- **Work instructions**
Take from the data every line in which the word "NaiveDate" is found.

- **Exercise data**
——
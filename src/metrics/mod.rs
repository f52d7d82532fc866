//! Metric orchestrators: one entry point per DORA metric, each following
//! the same template: validate the query, extend the range backward by
//! `window - 1` days, read aggregates, densify, run the moving-average
//! engine, then slice the padding back off so the report covers exactly the
//! requested range.

mod change_failure_rate;
mod deployment_frequency;
mod lead_time;
mod time_to_restore;

use std::sync::Arc;

use chrono::NaiveDate;
use thiserror::Error;

use crate::engine::{fill_gaps, EngineError, FilledDaily};
use crate::model::{AggregateKind, Dataflow, MetricQuery};
use crate::store::{AggregateStore, DataflowResolver, StoreError};

#[derive(Debug, Error)]
pub enum MetricsError {
    #[error("window must be at least 1 day, got {window}")]
    InvalidWindow { window: usize },

    #[error("query start {start} is after end {end}")]
    InvalidRange { start: NaiveDate, end: NaiveDate },

    #[error(transparent)]
    Store(#[from] StoreError),

    #[error(transparent)]
    Engine(#[from] EngineError),
}

/// Computes the four DORA metrics from stored daily aggregates. Stateless
/// apart from its collaborators; every call reads fresh data and returns a
/// freshly built report.
pub struct MetricsService {
    aggregates: Arc<dyn AggregateStore>,
    dataflows: Arc<dyn DataflowResolver>,
}

impl MetricsService {
    pub fn new(aggregates: Arc<dyn AggregateStore>, dataflows: Arc<dyn DataflowResolver>) -> Self {
        Self {
            aggregates,
            dataflows,
        }
    }

    /// Reads one aggregate family over the padded range and densifies it.
    /// The returned series are aligned with `query.padded_range().days()`.
    pub(crate) async fn fetch_filled(
        &self,
        kind: AggregateKind,
        key: Option<&str>,
        query: &MetricQuery,
    ) -> Result<FilledDaily, MetricsError> {
        let padded = query.padded_range();
        let rows = self.aggregates.list_daily(kind, key, padded).await?;
        let days = padded.days();
        Ok(fill_gaps(&days, &rows)?)
    }

    pub(crate) async fn resolve(&self, name: &str) -> Result<Dataflow, MetricsError> {
        Ok(self.dataflows.resolve(name).await?)
    }
}

pub(crate) fn validate_query(query: &MetricQuery) -> Result<(), MetricsError> {
    if query.window < 1 {
        return Err(MetricsError::InvalidWindow {
            window: query.window,
        });
    }
    if query.start > query.end {
        return Err(MetricsError::InvalidRange {
            start: query.start,
            end: query.end,
        });
    }
    Ok(())
}

/// Drops the `window - 1` lookback days from a padded per-day series so it
/// lines up with the requested range.
pub(crate) fn drop_padding(mut values: Vec<f64>, window: usize) -> Vec<f64> {
    values.split_off(window - 1)
}

/// Per-day mean of a (total, count) pair: `total / count`, 0.0 on days with
/// no events.
pub(crate) fn mean_series(totals: &[f64], counts: &[f64]) -> Vec<f64> {
    totals
        .iter()
        .zip(counts)
        .map(|(total, count)| if *count == 0.0 { 0.0 } else { total / count })
        .collect()
}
——
- **Output for this task**
use chrono::NaiveDate;
    InvalidRange { start: NaiveDate, end: NaiveDate },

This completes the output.